● **What you need to do**:
Your answer should consist of each line below that includes the word "read".

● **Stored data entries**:
==========

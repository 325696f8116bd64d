//! Shadow-state consistency verifier
//!
//! Every structured outcome a worker reports is applied to the [`Namespace`]
//! and classified into a [`Verdict`]:
//!
//! | Verdict     | Meaning                                            | Level |
//! |-------------|----------------------------------------------------|-------|
//! | `Committed` | outcome applied to the model                       | debug |
//! | `Stale`     | target no longer tracked, outcome dropped          | debug |
//! | `Tolerated` | expected failure for this action                   | debug |
//! | `Corrected` | benign race, model brought in line                 | info  |
//! | `Retired`   | directory full, replaced by a fresh sibling        | info  |
//! | `Violation` | outcome contradicts the model                      | error |
//!
//! Outcomes arrive out of order and from several hosts, so most mismatches
//! are races; only the cases described by [`Violation`] are reported as
//! correctness failures.

mod failure;
mod success;

use crate::namespace::Namespace;
use crate::protocol::{Action, ErrorCode, Outcome, TargetPath, WireToken};
use chrono::NaiveDateTime;
use thiserror::Error;
use tracing::{debug, error, info};

/// Classification of a single outcome
#[derive(Debug, Clone, PartialEq, Eq)]
pub enum Verdict {
    Committed,
    Stale,
    Tolerated { code: ErrorCode },
    Corrected,
    Retired { dir: String, replacement: String },
    Violation(Violation),
}

impl Verdict {
    pub fn is_violation(&self) -> bool {
        matches!(self, Verdict::Violation(_))
    }

    /// Short name used in logs and counters
    pub fn kind(&self) -> &'static str {
        match self {
            Verdict::Committed => "committed",
            Verdict::Stale => "stale",
            Verdict::Tolerated { .. } => "tolerated",
            Verdict::Corrected => "corrected",
            Verdict::Retired { .. } => "retired",
            Verdict::Violation(_) => "violation",
        }
    }
}

/// Outcome that contradicts the expected namespace state
#[derive(Error, Debug, Clone, PartialEq, Eq)]
pub enum Violation {
    /// A read returned content other than the last confirmed write
    #[error(
        "Hash mismatch on {path}: stored {stored}, read {reported} (offset {offset:?}, chunk size {chunk_size:?})"
    )]
    HashMismatch {
        path: TargetPath,
        stored: WireToken,
        reported: WireToken,
        offset: Option<u64>,
        chunk_size: Option<u64>,
    },

    /// An entry known to be on disk was reported missing
    #[error("{action} failed on {path} which is on disk (failed at {failed_at}, last confirmed {last_good})")]
    MissingEntry {
        action: Action,
        path: TargetPath,
        failed_at: NaiveDateTime,
        last_good: NaiveDateTime,
    },

    /// Failure the model cannot explain
    #[error("{action} failed unexpectedly on {path}: {code} {message}")]
    UnexpectedFailure {
        action: Action,
        path: TargetPath,
        code: String,
        message: String,
    },

    /// Failure on a target that does not name a directory or file
    #[error("{action} failed on unresolvable target '{target}': {code} {message}")]
    LostContext {
        action: Action,
        target: String,
        code: String,
        message: String,
    },
}

/// Applies outcomes to the namespace model
///
/// Owns the model so that it stays the single writer.
pub struct Verifier {
    namespace: Namespace,

    /// Tracked directory size at which a directory is retired
    dir_limit: Option<u64>,
}

impl Verifier {
    pub fn new(namespace: Namespace) -> Self {
        Self {
            namespace,
            dir_limit: None,
        }
    }

    /// Retire directories once a mkdir or touch reports them at `limit` bytes
    pub fn with_dir_limit(mut self, limit: u64) -> Self {
        self.dir_limit = Some(limit);
        self
    }

    pub fn namespace(&self) -> &Namespace {
        &self.namespace
    }

    /// Apply an outcome and log its verdict
    pub fn apply(&mut self, outcome: &Outcome) -> Verdict {
        let verdict = if outcome.is_success() {
            success::apply(&mut self.namespace, outcome, self.dir_limit)
        } else {
            failure::apply(&mut self.namespace, outcome)
        };
        log_verdict(outcome, &verdict);
        verdict
    }
}

fn log_verdict(outcome: &Outcome, verdict: &Verdict) {
    match verdict {
        Verdict::Committed => {
            debug!(action = %outcome.action, target = %outcome.target, "Outcome committed")
        }
        Verdict::Stale => {
            debug!(action = %outcome.action, target = %outcome.target, "Target no longer tracked, dropping outcome")
        }
        Verdict::Tolerated { code } => {
            debug!(action = %outcome.action, target = %outcome.target, code = %code, "Expected failure")
        }
        Verdict::Corrected => {
            info!(action = %outcome.action, target = %outcome.target, "Result verify OK, model corrected")
        }
        Verdict::Retired { dir, replacement } => {
            info!(dir = %dir, replacement = %replacement, "Directory reached its size limit, replaced")
        }
        Verdict::Violation(v) => {
            error!(
                action = %outcome.action,
                target = %outcome.target,
                timestamp = %outcome.timestamp,
                "Result verify FAILED: {}",
                v
            )
        }
    }
}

==========

● **Finished task**:
    /// A read returned content other than the last confirmed write
        "Hash mismatch on {path}: stored {stored}, read {reported} (offset {offset:?}, chunk size {chunk_size:?})"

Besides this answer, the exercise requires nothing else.